In no particular order:
- Data. I have rich data in my classroom about what my students are reading, thinking, writing, learning. It lives in their writer’s notebooks, in the weekly reading check in form that I send around the room every Tuesday, in the margins of their writing (marginalia of the writers themselves, of their peers, and from me, their teacher)–I collect and use much of it to drive instruction, but I need to do more of this, more efficiently, more frequently, more intentionally. I also want to teach my students how to collect and use meaningful data themselves to be able to see and know what they are learning and where they are growing and to be able to set meaningful goals for themselves.
- Deficit language about students. This comes from Kwame Alexandar–he reminded us that when you talk about students as marginalized and when you tell them they are marginalized, you will perpetuate the idea that they are marginalized. They will see themselves as other and every one else will too. This even comes down to terms like “struggling reader.” We’re all struggling readers. So let’s just stop with the labels. Words are thoughts and thoughts become how we see and organize the world. If we want our students to see themselves as capable, we’ve got to quit marginalizing them through the deficit terms we use so readily.
- And as for words that we need to stop using–can we all just agree right now that we won’t use the word “rigor” anymore? According to my favorite app on my phone, Dictionary.com of course, the definition of rigor is as follows: “strictness, severity, or harshness, as in dealing with people.” There is nothing about this concept that has any business being in any classroom. I’m not sure how rigor became a goal we aspire to in education. I’m trying to make reading/writing workshop work in my high school classroom, yet I hear other teachers sometimes say that workshop isn’t “rigorous” enough for the serious business of high school language arts. That’s right. It’s not strict, severe, or harsh. It’s a place where human beings can read, write, imagine, explore, question, wonder, problem solve… I did hear the word rigor in presentations this year, held up as a goal, as a good thing. Can we just stop? Thanks.

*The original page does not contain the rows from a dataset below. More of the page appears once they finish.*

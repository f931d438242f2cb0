//! Background task plumbing.
//!
//! The collector never spawns threads of its own accord: background marking
//! and sweeping jobs are posted to a [`TaskRunner`] supplied by the
//! embedder, or to the [`DefaultTaskRunner`] thread pool. Jobs that must be
//! cancellable are wrapped by a [`CancelableTaskManager`], and the collector
//! waits for in-flight jobs through a [`Semaphore`].

use std::collections::{BinaryHeap, HashMap};
use std::cmp::Reverse;
use std::fmt;
use std::sync::Arc;
use std::thread::{JoinHandle, ThreadId};
use std::time::{Duration, Instant};

use crossbeam::channel::{self, Receiver, RecvTimeoutError, Sender};
use parking_lot::{Condvar, Mutex};

/// A unit of background work.
pub type Task = Box<dyn FnOnce() + Send + 'static>;

/// Platform thread pool used for background collector work.
pub trait TaskRunner: Send + Sync {
    /// Runs `task` on some worker thread as soon as possible.
    fn post_task(&self, task: Task);

    /// Runs `task` on some worker thread after `delay`.
    fn post_delayed_task(&self, task: Task, delay: Duration);

    /// Number of threads tasks may run on in parallel.
    fn number_of_worker_threads(&self) -> usize;
}

/// Counting semaphore.
#[derive(Default)]
pub struct Semaphore {
    count: Mutex<usize>,
    cv: Condvar,
}

impl Semaphore {
    /// Creates a semaphore with `count` permits.
    #[must_use]
    pub const fn new(count: usize) -> Self {
        Self {
            count: parking_lot::const_mutex(count),
            cv: Condvar::new(),
        }
    }

    /// Adds a permit and wakes one waiter.
    pub fn signal(&self) {
        let mut count = self.count.lock();
        *count += 1;
        self.cv.notify_one();
    }

    /// Takes a permit, blocking until one is available.
    pub fn wait(&self) {
        let mut count = self.count.lock();
        while *count == 0 {
            self.cv.wait(&mut count);
        }
        *count -= 1;
    }

    /// Takes a permit if one becomes available within `timeout`.
    pub fn wait_for(&self, timeout: Duration) -> bool {
        let deadline = Instant::now() + timeout;
        let mut count = self.count.lock();
        while *count == 0 {
            if self.cv.wait_until(&mut count, deadline).timed_out() {
                return false;
            }
        }
        *count -= 1;
        true
    }
}

impl fmt::Debug for Semaphore {
    fn fmt(&self, f: &mut fmt::Formatter<'_>) -> fmt::Result {
        f.debug_struct("Semaphore")
            .field("count", &*self.count.lock())
            .finish()
    }
}

/// Identifier of a task registered with a [`CancelableTaskManager`].
pub type TaskId = u64;

#[derive(Debug, Clone, Copy, PartialEq, Eq)]
enum TaskState {
    Waiting,
    Running,
}

/// Outcome of [`CancelableTaskManager::try_abort`].
#[derive(Debug, Clone, Copy, PartialEq, Eq)]
pub enum TryAbortResult {
    /// The task already finished or was never registered.
    TaskRemoved,
    /// The task is executing and cannot be aborted.
    TaskRunning,
    /// The task had not started and never will.
    TaskAborted,
}

#[derive(Default)]
struct ManagerState {
    next_id: TaskId,
    tasks: HashMap<TaskId, TaskState>,
    canceled: bool,
}

/// Tracks tasks that may be aborted before they start.
#[derive(Default)]
pub struct CancelableTaskManager {
    state: Mutex<ManagerState>,
    cv: Condvar,
}

impl CancelableTaskManager {
    /// Creates a manager with no tasks.
    #[must_use]
    pub fn new() -> Self {
        Self::default()
    }

    /// Registers `job` and returns its id and a task that runs it unless it
    /// was aborted first. After [`cancel_and_wait_for_pending_tasks`] every
    /// new task is born aborted.
    ///
    /// [`cancel_and_wait_for_pending_tasks`]: Self::cancel_and_wait_for_pending_tasks
    pub fn register(self: &Arc<Self>, job: impl FnOnce() + Send + 'static) -> (TaskId, Task) {
        let id = {
            let mut state = self.state.lock();
            state.next_id += 1;
            let id = state.next_id;
            if !state.canceled {
                state.tasks.insert(id, TaskState::Waiting);
            }
            id
        };
        let manager = Arc::clone(self);
        let task: Task = Box::new(move || {
            if !manager.begin(id) {
                return;
            }
            job();
            manager.finish(id);
        });
        (id, task)
    }

    fn begin(&self, id: TaskId) -> bool {
        let mut state = self.state.lock();
        match state.tasks.get_mut(&id) {
            Some(task) if *task == TaskState::Waiting => {
                *task = TaskState::Running;
                true
            }
            _ => false,
        }
    }

    fn finish(&self, id: TaskId) {
        let mut state = self.state.lock();
        state.tasks.remove(&id);
        self.cv.notify_all();
    }

    /// Aborts a task that has not started yet.
    pub fn try_abort(&self, id: TaskId) -> TryAbortResult {
        let mut state = self.state.lock();
        match state.tasks.get(&id) {
            None => TryAbortResult::TaskRemoved,
            Some(TaskState::Running) => TryAbortResult::TaskRunning,
            Some(TaskState::Waiting) => {
                state.tasks.remove(&id);
                TryAbortResult::TaskAborted
            }
        }
    }

    /// Aborts every task that has not started yet. Returns
    /// [`TryAbortResult::TaskRunning`] if some task is still executing.
    pub fn try_abort_all(&self) -> TryAbortResult {
        let mut state = self.state.lock();
        let before = state.tasks.len();
        state.tasks.retain(|_, task| *task == TaskState::Running);
        if !state.tasks.is_empty() {
            TryAbortResult::TaskRunning
        } else if before > 0 {
            TryAbortResult::TaskAborted
        } else {
            TryAbortResult::TaskRemoved
        }
    }

    /// Aborts pending tasks, refuses new ones and blocks until running tasks
    /// have finished. Returns the number of tasks aborted.
    pub fn cancel_and_wait_for_pending_tasks(&self) -> usize {
        let mut state = self.state.lock();
        state.canceled = true;
        let before = state.tasks.len();
        state.tasks.retain(|_, task| *task == TaskState::Running);
        let aborted = before - state.tasks.len();
        while !state.tasks.is_empty() {
            self.cv.wait(&mut state);
        }
        aborted
    }

    /// Returns `true` once cancellation started.
    #[must_use]
    pub fn is_canceled(&self) -> bool {
        self.state.lock().canceled
    }

    /// Number of registered tasks that have not finished.
    #[must_use]
    pub fn pending(&self) -> usize {
        self.state.lock().tasks.len()
    }
}

impl fmt::Debug for CancelableTaskManager {
    fn fmt(&self, f: &mut fmt::Formatter<'_>) -> fmt::Result {
        let state = self.state.lock();
        f.debug_struct("CancelableTaskManager")
            .field("pending", &state.tasks.len())
            .field("canceled", &state.canceled)
            .finish()
    }
}

struct Delayed {
    due: Instant,
    seq: u64,
    task: Task,
}

impl PartialEq for Delayed {
    fn eq(&self, other: &Self) -> bool {
        (self.due, self.seq) == (other.due, other.seq)
    }
}

impl Eq for Delayed {}

impl PartialOrd for Delayed {
    fn partial_cmp(&self, other: &Self) -> Option<std::cmp::Ordering> {
        Some(self.cmp(other))
    }
}

impl Ord for Delayed {
    fn cmp(&self, other: &Self) -> std::cmp::Ordering {
        (self.due, self.seq).cmp(&(other.due, other.seq))
    }
}

/// Fixed-size thread pool implementing [`TaskRunner`].
pub struct DefaultTaskRunner {
    tasks: Mutex<Option<Sender<Task>>>,
    delayed: Mutex<Option<Sender<(Instant, Task)>>>,
    threads: Mutex<Vec<JoinHandle<()>>>,
    thread_ids: Vec<ThreadId>,
    workers: usize,
}

impl DefaultTaskRunner {
    /// Starts `workers` worker threads (at least one) plus a timer thread.
    ///
    /// # Errors
    ///
    /// Returns the error of a failed thread spawn.
    pub fn new(workers: usize) -> std::io::Result<Self> {
        let workers = workers.max(1);
        let (task_tx, task_rx) = channel::unbounded::<Task>();
        let (delayed_tx, delayed_rx) = channel::unbounded::<(Instant, Task)>();
        let mut threads = Vec::with_capacity(workers + 1);

        for index in 0..workers {
            let rx = task_rx.clone();
            threads.push(
                std::thread::Builder::new()
                    .name(format!("rudo-heap-worker-{index}"))
                    .spawn(move || {
                        while let Ok(task) = rx.recv() {
                            task();
                        }
                    })?,
            );
        }

        let forward = task_tx.clone();
        threads.push(
            std::thread::Builder::new()
                .name("rudo-heap-timer".to_owned())
                .spawn(move || run_timer(&delayed_rx, &forward))?,
        );

        let thread_ids = threads.iter().map(|t| t.thread().id()).collect();
        Ok(Self {
            tasks: Mutex::new(Some(task_tx)),
            delayed: Mutex::new(Some(delayed_tx)),
            threads: Mutex::new(threads),
            thread_ids,
            workers,
        })
    }

    /// Stops accepting tasks, lets queued ones run and joins the threads.
    pub fn shutdown(&self) {
        self.delayed.lock().take();
        self.tasks.lock().take();
        let current = std::thread::current().id();
        if self.thread_ids.contains(&current) {
            // Joining would wait for ourselves; the threads exit once their
            // channels are drained.
            return;
        }
        for thread in std::mem::take(&mut *self.threads.lock()) {
            let _ = thread.join();
        }
    }
}

fn run_timer(delayed: &Receiver<(Instant, Task)>, forward: &Sender<Task>) {
    let mut queue: BinaryHeap<Reverse<Delayed>> = BinaryHeap::new();
    let mut seq = 0u64;
    loop {
        let now = Instant::now();
        while queue.peek().is_some_and(|Reverse(d)| d.due <= now) {
            if let Some(Reverse(due)) = queue.pop() {
                if forward.send(due.task).is_err() {
                    return;
                }
            }
        }
        let received = match queue.peek() {
            Some(Reverse(next)) => delayed.recv_timeout(next.due.saturating_duration_since(now)),
            None => delayed.recv().map_err(|_| RecvTimeoutError::Disconnected),
        };
        match received {
            Ok((due, task)) => {
                seq += 1;
                queue.push(Reverse(Delayed { due, seq, task }));
            }
            Err(RecvTimeoutError::Timeout) => {}
            // Pending delayed tasks are dropped on shutdown.
            Err(RecvTimeoutError::Disconnected) => return,
        }
    }
}

impl TaskRunner for DefaultTaskRunner {
    fn post_task(&self, task: Task) {
        if let Some(tx) = self.tasks.lock().as_ref() {
            let _ = tx.send(task);
        }
    }

    fn post_delayed_task(&self, task: Task, delay: Duration) {
        if let Some(tx) = self.delayed.lock().as_ref() {
            let _ = tx.send((Instant::now() + delay, task));
        }
    }

    fn number_of_worker_threads(&self) -> usize {
        self.workers
    }
}

impl Drop for DefaultTaskRunner {
    fn drop(&mut self) {
        self.shutdown();
    }
}

impl fmt::Debug for DefaultTaskRunner {
    fn fmt(&self, f: &mut fmt::Formatter<'_>) -> fmt::Result {
        f.debug_struct("DefaultTaskRunner")
            .field("workers", &self.workers)
            .finish_non_exhaustive()
    }
}

#[cfg(test)]
mod tests {
    use super::*;
    use std::sync::atomic::{AtomicUsize, Ordering};

    #[test]
    fn test_runner_executes_tasks() {
        let runner = DefaultTaskRunner::new(2).unwrap();
        let done = Arc::new(Semaphore::new(0));
        let counter = Arc::new(AtomicUsize::new(0));
        for _ in 0..16 {
            let done = Arc::clone(&done);
            let counter = Arc::clone(&counter);
            runner.post_task(Box::new(move || {
                counter.fetch_add(1, Ordering::SeqCst);
                done.signal();
            }));
        }
        for _ in 0..16 {
            done.wait();
        }
        assert_eq!(counter.load(Ordering::SeqCst), 16);
    }

    #[test]
    fn test_delayed_task_runs_after_delay() {
        let runner = DefaultTaskRunner::new(1).unwrap();
        let done = Arc::new(Semaphore::new(0));
        let start = Instant::now();
        let signal = Arc::clone(&done);
        runner.post_delayed_task(Box::new(move || signal.signal()), Duration::from_millis(20));
        assert!(done.wait_for(Duration::from_secs(5)));
        assert!(start.elapsed() >= Duration::from_millis(20));
    }

    #[test]
    fn test_semaphore_timeout() {
        let semaphore = Semaphore::new(0);
        assert!(!semaphore.wait_for(Duration::from_millis(5)));
        semaphore.signal();
        assert!(semaphore.wait_for(Duration::from_millis(5)));
    }

    #[test]
    fn test_abort_before_start() {
        let manager = Arc::new(CancelableTaskManager::new());
        let ran = Arc::new(AtomicUsize::new(0));
        let flag = Arc::clone(&ran);
        let (id, task) = manager.register(move || {
            flag.fetch_add(1, Ordering::SeqCst);
        });
        assert_eq!(manager.try_abort(id), TryAbortResult::TaskAborted);
        task();
        assert_eq!(ran.load(Ordering::SeqCst), 0);
        assert_eq!(manager.try_abort(id), TryAbortResult::TaskRemoved);
    }

    #[test]
    fn test_cancel_waits_for_running_tasks() {
        let manager = Arc::new(CancelableTaskManager::new());
        let started = Arc::new(Semaphore::new(0));
        let release = Arc::new(Semaphore::new(0));
        let finished = Arc::new(AtomicUsize::new(0));

        let (s, r, f) = (Arc::clone(&started), Arc::clone(&release), Arc::clone(&finished));
        let (running_id, running) = manager.register(move || {
            s.signal();
            r.wait();
            f.fetch_add(1, Ordering::SeqCst);
        });
        let (_, pending) = manager.register(|| panic!("aborted task ran"));

        let worker = std::thread::spawn(running);
        started.wait();
        assert_eq!(manager.try_abort(running_id), TryAbortResult::TaskRunning);

        let releaser = {
            let release = Arc::clone(&release);
            std::thread::spawn(move || {
                std::thread::sleep(Duration::from_millis(10));
                release.signal();
            })
        };
        assert_eq!(manager.cancel_and_wait_for_pending_tasks(), 1);
        assert_eq!(finished.load(Ordering::SeqCst), 1);
        pending();
        worker.join().unwrap();
        releaser.join().unwrap();

        let (_, late) = manager.register(|| panic!("task registered after cancel ran"));
        late();
        assert!(manager.is_canceled());
    }
}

- Welcome feelings of inadequacy. This is not a new phenomena for me and the NCTE annual convention. I wrote about this last year, too. I find myself frequently listening to a brilliant teacher presenting and I think, “Argh! Why aren’t I doing that? That’s awesome!” But rather than beating myself up constantly about this, I have to realize that feeling inadequate at my job is an important part of reflective practice. I want to constantly strive to do better for my students. day by day, week by week, year by year. If I cannot create a vision for what my classroom could become that is different from how it is, I will never grow as a teacher. The stories I witness at NCTE help me build vision, they create the gap between my classroom as it is and my classroom as it could be. Without that gap, there is nothing to reach for. So thank you, every single teacher I heard speak, for helping me craft my vision of the possible (even if it does come with a creeping sense of inadequacy).
- Write. I am a better teacher when I write. I am better able to teach my students from the inside of the writing process when I write. I am more aware of my world and my place within it when I write. I am a more reflective teacher when I write. I am a better human being when I write. I am more connected to my colleagues near and far when I write. I better understand myself, my teaching, my classroom when I write. So I aspire to more blogging. More tweeting of thoughts/observations/moments from my classroom. More writer’s notebook writing. More writing with students. More writing to figure out what the heck I’m trying to accomplish in my classroom.
- Writer’s notebooks. These are going pretty well for some of my students this year. But I want writer’s notebooks to become indispensable to them, as indispensable as Penny Kittle’s is to her. What a great model she is for her students for living the life of a writer. Even in the session she presented with Kelly Gallagher and Donna Santman, when she was not presenting, she was writing in her writer’s notebook as she listened to her colleagues speak. I loved her reminder of doing a writer’s notebook tour for her students and the photos she showed us of her students’ writer’s notebooks, plastered with photos and other things to make them truly unique to each writer. I also need to remember that writer’s notebooks are an important location of data for me about what my students are understanding and not understanding and what they’re thinking about. I don’t collect writer’s notebooks from students, but I do create opportunities for students and I to peek into them together and talk about what’s there. I need to remember how important this is and continue to do it.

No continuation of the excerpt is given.